Deux faits récents ont attiré l’attention de la communauté internationale sur la dramatique violation des droits humains et notamment sur la persécution anticatholique dans la République Populaire de Chine. Le gouvernement de Pékin a soumis à un régime de détention l’évêque de Wenzhou, membre de la soi-disant « Eglise souterraine » fidèle à l’Eglise catholique de Rome, Mgr Pietro Shao Zhumn.

Depuis le 18 mai, l’évêque Zhumin a pratiquement « disparu », arrêté par l’autorité de police chinoise après avoir été convoqué pour un entretien auprès des bureaux de gouvernement et on craint qu’on lui inflige des tortures physiques et psychologiques pour l’amener à abjurer la foi catholique et adhérer à l’Eglise de l’Association Patriotique, l’organisation religieuse qui formellement se déclare chrétienne mais qui cependant est une émanation directe du gouvernement chinois, soumise aux règlements de l’Etat et qui ne reconnaît que le gouvernement communiste chinois comme autorité en matière religieuse.
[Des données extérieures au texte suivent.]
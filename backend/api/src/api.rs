//! Axum REST API handlers.
//!
//! Every read handler re-queries the store and hands the fresh snapshot
//! to the engine, so responses always reflect the live membership and
//! tier state. Handlers return `Result<_, ApiError>`; the error type
//! maps itself onto status codes.

use std::sync::Arc;

use axum::{
    extract::{Path, Query, State},
    http::StatusCode,
    response::IntoResponse,
    Json,
};
use chrono::Utc;
use serde::{Deserialize, Serialize};
use sqlx::SqlitePool;

use payout_engine::{
    aggregate::CategoryAggregate,
    build_category_aggregate, build_worker_profile,
    model::CategorySelection,
    report::{allocation_rows, build_category_report, listing_rows, AllocationRow, ListingFilter},
    Department, ProjectCategory, WorkerProfile,
};

use crate::db;
use crate::errors::{ApiError, Result};

#[derive(Clone)]
pub struct ApiState {
    pub pool: SqlitePool,
}

// ─────────────────────────────────────────────────────────
// Request / response shapes
// ─────────────────────────────────────────────────────────

#[derive(Serialize)]
pub struct HealthResponse {
    pub status: &'static str,
    pub version: &'static str,
}

#[derive(Serialize)]
pub struct OverviewResponse {
    pub department: Department,
    pub worker_count: i64,
    pub project_count: i64,
}

#[derive(Deserialize)]
pub struct ListingParams {
    pub q: Option<String>,
    pub month: Option<String>,
    pub year: Option<String>,
    pub status: Option<String>,
}

#[derive(Serialize)]
pub struct ListingResponse {
    pub count: usize,
    pub rows: Vec<payout_engine::report::ListingRow>,
}

#[derive(Serialize)]
pub struct AllocationsResponse {
    pub project_id: i64,
    pub count: usize,
    pub allocations: Vec<AllocationRow>,
}

#[derive(Deserialize)]
pub struct AssignRequest {
    pub worker_id: i64,
    pub tier: String,
}

#[derive(Deserialize)]
pub struct TierRequest {
    pub tier: String,
}

#[derive(Serialize)]
pub struct AssignResponse {
    pub membership_id: i64,
}

// ─────────────────────────────────────────────────────────
// Read handlers
// ─────────────────────────────────────────────────────────

/// `GET /health`
pub async fn health() -> impl IntoResponse {
    Json(HealthResponse {
        status: "ok",
        version: env!("CARGO_PKG_VERSION"),
    })
}

/// `GET /departments/:id/overview`
///
/// Landing-page counters for one department.
pub async fn department_overview(
    State(state): State<Arc<ApiState>>,
    Path(department_id): Path<i64>,
) -> Result<Json<OverviewResponse>> {
    let department = db::get_department(&state.pool, department_id)
        .await?
        .ok_or(ApiError::NotFound("department"))?;
    let worker_count = db::worker_count(&state.pool, department_id).await?;
    let project_count = db::project_count(&state.pool, department_id).await?;
    Ok(Json(OverviewResponse {
        department,
        worker_count,
        project_count,
    }))
}

/// `GET /departments/:id/aggregate/:category`
///
/// Category aggregate; `:category` is a category key or `all`.
pub async fn category_aggregate(
    State(state): State<Arc<ApiState>>,
    Path((department_id, category)): Path<(i64, String)>,
) -> Result<Json<CategoryAggregate>> {
    db::get_department(&state.pool, department_id)
        .await?
        .ok_or(ApiError::NotFound("department"))?;
    let selection: CategorySelection = category.parse().map_err(ApiError::Engine)?;
    let projects = db::load_projects(&state.pool, department_id).await?;
    let aggregate = build_category_aggregate(&projects, selection, Utc::now().date_naive());
    Ok(Json(aggregate))
}

/// `GET /departments/:id/workers/:worker_id/profile`
pub async fn worker_profile(
    State(state): State<Arc<ApiState>>,
    Path((department_id, worker_id)): Path<(i64, i64)>,
) -> Result<Json<WorkerProfile>> {
    let worker = db::get_worker(&state.pool, department_id, worker_id)
        .await?
        .ok_or(ApiError::NotFound("worker"))?;
    let projects = db::load_projects(&state.pool, department_id).await?;
    Ok(Json(build_worker_profile(&projects, &worker)))
}

/// `GET /departments/:id/reports/listing/:category`
///
/// Filtered listing rows for export; filters that fail to parse are
/// ignored.
pub async fn listing_report(
    State(state): State<Arc<ApiState>>,
    Path((department_id, category)): Path<(i64, String)>,
    Query(params): Query<ListingParams>,
) -> Result<Json<ListingResponse>> {
    db::get_department(&state.pool, department_id)
        .await?
        .ok_or(ApiError::NotFound("department"))?;
    let selection: CategorySelection = category.parse().map_err(ApiError::Engine)?;

    let selected: Vec<_> = db::load_projects(&state.pool, department_id)
        .await?
        .into_iter()
        .filter(|p| selection.matches(p.category))
        .collect();
    let filter = ListingFilter::from_params(
        params.q.as_deref(),
        params.month.as_deref(),
        params.year.as_deref(),
        params.status.as_deref(),
    );
    let rows = listing_rows(&selected, &filter);
    Ok(Json(ListingResponse {
        count: rows.len(),
        rows,
    }))
}

/// `GET /departments/:id/reports/category/:category`
///
/// Header and rows of one category's report.
pub async fn category_report(
    State(state): State<Arc<ApiState>>,
    Path((department_id, category)): Path<(i64, String)>,
) -> Result<Json<payout_engine::report::CategoryReport>> {
    let department = db::get_department(&state.pool, department_id)
        .await?
        .ok_or(ApiError::NotFound("department"))?;
    let category: ProjectCategory = category.parse().map_err(ApiError::Engine)?;
    let projects = db::load_projects(&state.pool, department_id).await?;
    let report = build_category_report(
        &department.name,
        category,
        &projects,
        Utc::now().naive_utc(),
    );
    Ok(Json(report))
}

/// `GET /projects/:id/allocations`
///
/// The live payment split for one project, recomputed on every call.
pub async fn project_allocations(
    State(state): State<Arc<ApiState>>,
    Path(project_id): Path<i64>,
) -> Result<Json<AllocationsResponse>> {
    let project = db::load_project(&state.pool, project_id)
        .await?
        .ok_or(ApiError::NotFound("project"))?;
    let allocations = allocation_rows(&project);
    Ok(Json(AllocationsResponse {
        project_id,
        count: allocations.len(),
        allocations,
    }))
}

// ─────────────────────────────────────────────────────────
// Membership writes
// ─────────────────────────────────────────────────────────

/// `POST /projects/:id/members`
pub async fn assign_member(
    State(state): State<Arc<ApiState>>,
    Path(project_id): Path<i64>,
    Json(body): Json<AssignRequest>,
) -> Result<impl IntoResponse> {
    let tier = body.tier.parse().map_err(ApiError::Engine)?;
    let membership_id = db::assign_worker(&state.pool, project_id, body.worker_id, tier).await?;
    Ok((StatusCode::CREATED, Json(AssignResponse { membership_id })))
}

/// `PATCH /projects/:id/members/:worker_id`
pub async fn reassign_member(
    State(state): State<Arc<ApiState>>,
    Path((project_id, worker_id)): Path<(i64, i64)>,
    Json(body): Json<TierRequest>,
) -> Result<StatusCode> {
    let tier = body.tier.parse().map_err(ApiError::Engine)?;
    db::reassign_tier(&state.pool, project_id, worker_id, tier).await?;
    Ok(StatusCode::NO_CONTENT)
}

/// `DELETE /projects/:id/members/:worker_id`
pub async fn unassign_member(
    State(state): State<Arc<ApiState>>,
    Path((project_id, worker_id)): Path<(i64, i64)>,
) -> Result<StatusCode> {
    db::unassign_worker(&state.pool, project_id, worker_id).await?;
    Ok(StatusCode::NO_CONTENT)
}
Simultanément, pendant ces jours, on assiste à la tragédie de l’intellectuel Liu Xiaobao, Prix Nobel de la Paix, ayant un grave cancer du foie en phase terminale, poursuivi par le régime communiste chinois à cause de sa lutte pour l’affirmation des droits humains en Chine et placé en détention depuis onze ans, accusé de « subversion contre le pouvoir de l’Etat » dans le droit fil de la traditionnelle et brutale logique de persécution mise en œuvre par l’autorité du régime communiste de Pékin à l’égard de toute personne s’exprimant en faveur des droits fondamentaux de l’être humain.

Malheureusement, ces deux évènements proposent encore une fois et de manière dramatique la question de la violation permanente des droits de la personne humaine de la part d’un régime brutal qui affirme avec virulence l’interdiction de toute ingérence étrangère et de la communauté internationale en matière de violation des droits humains.

Le fait que la République Populaire de Chine soit un géant économique et militaire, qui combine le plus effréné libéralisme de marché et un système politique totalitaire de type vétéromarxiste, lui permet d’ignorer avec arrogance les rappels de la communauté internationale à un plus grand respect pour les droits humains et pour la liberté religieuse et de pensée.

La Commission contre la torture de l’ONU a demandé expressément que le gouvernement chinois mette fin à la pratique répandue de torturer les prisonniers et à la campagne d’arrestations et meurtres contre les activistes et les avocats pour les droits humains.

Le gouvernement devrait aussi assurer la fermeture des « prisons noires » illégales, les soi-disant blackjail, des véritables prisons fantasme dans lesquelles les détenus, la plupart religieux et hommes politiques, disparaissent sans laisser de trace et sans permettre à la famille de pouvoir les assister.

L’Evêque catholique Pietro Zhemin se trouve dans une de ces blackjail. Voilà la désolante situation de la violation des droits humains en Chine, pays qui malheureusement, en vertu de l’explosive croissance économique depuis une vingtaine d’années, commence à jouer un rôle géopolitique de véritable global payer, en aspirant à incarner même le leadership mondial grâce à une politique très pragmatique avec laquelle le Parti Communiste montre clairement vouloir continuer à guider le pays avec une poigne de fer. (Luca Hofer)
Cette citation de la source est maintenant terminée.